In June 2011, Zeus acquired Art of Defence, a Bavarian software company founded in 2005 that develops a distributed Web Application Firewall called hyperguard.

In July 2011, Zeus Technology was acquired by Riverbed Technology for $110m.

In March 2015, Riverbed Technology sold the SteelApp business unit to Brocade Communications Systems.

In June 2017, Brocade Communications Systems sold the vADC business unit to Pulse Secure.

In December 2020 Pulse Secure, including the vADC business unit, was acquired by Ivanti.

==Product==
Zeus' original product, first released in 1995, was Zeus Web Server which became known as one of the highest-performance web servers for Unix and Unix-like platforms.
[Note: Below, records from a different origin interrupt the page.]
//! # Monotonic Clock
//!
//! Widens a free-running hardware counter into a 64-bit nanosecond time base.
//!
//! The counter itself is only `ticks_per_reload` ticks wide. Every time it
//! reloads, an interrupt bumps a 32-bit reload count; elapsed time is then
//!
//! ```text
//! total_ticks = reload_count * ticks_per_reload + counter
//! elapsed_ns  = total_ticks * 1e9 / (source_frequency / prescaler)
//! ```
//!
//! ## Torn reads
//!
//! `reload_count` and `counter` are two separate words. If the reload
//! interrupt lands between reading one and the other, the pair describes an
//! instant that never existed (old reload count, freshly wrapped counter) and
//! time appears to jump backwards by a whole reload period. The interrupt
//! therefore raises a [`ConcurrentFlag`] after every increment and the reader
//! repeats the pair read until it completes undisturbed.
//!
//! The reload count is assumed not to wrap within the mission lifetime.

use core::sync::atomic::{AtomicU32, Ordering};

use crate::config::NANOS_PER_SECOND;
use crate::hal::{HardwareClock, TaskDelay};
use crate::sync::ConcurrentFlag;

/// Anything that can timestamp an event on the runtime's time base.
pub trait TimeSource {
    /// Nanoseconds elapsed since the time base was initialized.
    fn now_ns(&self) -> u64;
}

/// The interrupt-written half of the clock state.
///
/// Lives in a `static` so the reload interrupt handler can reach it; the
/// [`MonotonicClock`] borrows it.
pub struct ReloadCounter {
    reloads: AtomicU32,
    modified: ConcurrentFlag,
}

impl ReloadCounter {
    pub const fn new() -> Self {
        Self {
            reloads: AtomicU32::new(0),
            modified: ConcurrentFlag::new(),
        }
    }

    /// Count one counter reload. Call from the reload interrupt only.
    #[inline]
    pub fn on_reload_interrupt(&self) {
        self.reloads.fetch_add(1, Ordering::SeqCst);
        self.modified.set();
    }

    /// Number of reloads since the clock was initialized.
    pub fn reloads(&self) -> u32 {
        self.reloads.load(Ordering::SeqCst)
    }

    fn clear(&self) {
        self.reloads.store(0, Ordering::SeqCst);
        self.modified.set();
    }
}

impl Default for ReloadCounter {
    fn default() -> Self {
        Self::new()
    }
}

/// Rounding applied when converting a duration to whole ticks.
#[derive(Debug, Clone, Copy, PartialEq, Eq)]
pub enum Rounding {
    Down,
    Up,
}

/// Convert `ns` to ticks of a `ticks_per_second` clock without overflowing
/// for any realistic tick rate.
pub fn ns_to_ticks(ns: u64, ticks_per_second: u64, rounding: Rounding) -> u64 {
    let whole = (ns / NANOS_PER_SECOND) * ticks_per_second;
    let scaled = (ns % NANOS_PER_SECOND) * ticks_per_second;
    let fraction = match rounding {
        Rounding::Down => scaled / NANOS_PER_SECOND,
        Rounding::Up => scaled.div_ceil(NANOS_PER_SECOND),
    };
    whole + fraction
}

/// Convert ticks of a `ticks_per_second` clock to nanoseconds, rounding down.
///
/// Integer part first, then the remainder, so `ticks * 1e9` is never formed.
pub fn ticks_to_ns(ticks: u64, ticks_per_second: u64) -> u64 {
    let whole = ticks / ticks_per_second;
    let rest = ticks % ticks_per_second;
    whole * NANOS_PER_SECOND + rest * NANOS_PER_SECOND / ticks_per_second
}

/// Highest counting frequency [`ticks_to_ns`] handles without overflow.
const MAX_FREQUENCY_HZ: u64 = u64::MAX / NANOS_PER_SECOND;

/// 64-bit nanosecond time base over a [`HardwareClock`].
pub struct MonotonicClock<'a, H: HardwareClock> {
    hw: H,
    reloads: &'a ReloadCounter,
    ticks_per_reload: u32,
    frequency_hz: u64,
}

impl<'a, H: HardwareClock> MonotonicClock<'a, H> {
    /// Zero the reload count, derive the counting frequency and start the
    /// hardware counter.
    ///
    /// The reload interrupt must be routed to
    /// [`ReloadCounter::on_reload_interrupt`] on `reloads` before the counter
    /// first wraps.
    pub fn init(mut hw: H, reloads: &'a ReloadCounter) -> Self {
        reloads.clear();

        let ticks_per_reload = hw.ticks_per_reload();
        let divided_hz = hw.source_frequency_hz() / u64::from(hw.prescaler().max(1));
        // ticks_to_ns divides by the frequency and multiplies a sub-second
        // remainder by 1e9; both need it inside [1, u64::MAX / 1e9].
        let frequency_hz = divided_hz.clamp(1, MAX_FREQUENCY_HZ);
        if frequency_hz != divided_hz {
            log::warn!(
                "counter frequency {} Hz out of range, using {} Hz",
                divided_hz,
                frequency_hz
            );
        }

        hw.start();
        log::info!(
            "monotonic clock started: {} Hz, {} ticks per reload",
            frequency_hz,
            ticks_per_reload
        );

        Self {
            hw,
            reloads,
            ticks_per_reload,
            frequency_hz,
        }
    }

    /// Counting frequency after the prescaler.
    pub fn frequency_hz(&self) -> u64 {
        self.frequency_hz
    }

    /// Hardware ticks elapsed since [`init`](Self::init).
    pub fn elapsed_ticks(&self) -> u64 {
        let (reloads, ticks) = self
            .reloads
            .modified
            .read_consistent(|| (self.reloads.reloads(), self.hw.counter()));

        u64::from(reloads) * u64::from(self.ticks_per_reload) + u64::from(ticks)
    }

    /// Nanoseconds elapsed since [`init`](Self::init). Never decreases.
    pub fn elapsed_ns(&self) -> u64 {
        ticks_to_ns(self.elapsed_ticks(), self.frequency_hz)
    }

    /// Block the calling task for at least `ns`, rounded up to the
    /// scheduler's tick granularity.
    pub fn sleep_ns<D: TaskDelay>(&self, delay: &mut D, ns: u64) -> bool {
        let ticks = ns_to_ticks(ns, u64::from(delay.ticks_per_second()), Rounding::Up);
        delay.sleep_ticks(u32::try_from(ticks).unwrap_or(u32::MAX))
    }

    /// Access the underlying hardware counter.
    pub fn hardware(&self) -> &H {
        &self.hw
    }
}

impl<H: HardwareClock> TimeSource for MonotonicClock<'_, H> {
    fn now_ns(&self) -> u64 {
        self.elapsed_ns()
    }
}

// ---------------------------------------------------------------------------
// Unit tests (host-only)
// ---------------------------------------------------------------------------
In 2004 Zeus Technology released Zeus Traffic Manager (originally 'Zeus Extensible Traffic Manager', ZXTM), based on Zeus' earlier Zeus Load Balancer product, a software load balancer for TCP and UDP based network protocols. Traffic Manager managed application traffic, inspecting, transforming and routing requests across the application infrastructure. Zeus's TrafficScript engine enabled users to implement whatever traffic management policies were most appropriate. The product was marketed by Riverbed as SteelApp, having earlier been known as Stingray Traffic Manager.

In 2005, Zeus released the first in a range of own-name hardware appliances through an OEM relationship with Pyramid GMBH; Zeus changed suppliers to Sun Microsystems in 2008, and later discontinued the production of hardware appliances of this sort.

2006 saw the release of Zeus Extensible Traffic Manager Virtual Appliance, announced to coincide with the launch of VMware's Virtual Appliance Marketplace.

In April 2008, Zeus released ZXTM version 5.0, with Java(TM) Extensions and SIP and RTSP capabilities, as well as IPv6 support, followed by version 5.1 later that year. October 2009 saw the release of version 6.0, accompanied by a renaming from 'ZXTM' to 'Zeus Traffic Manager'.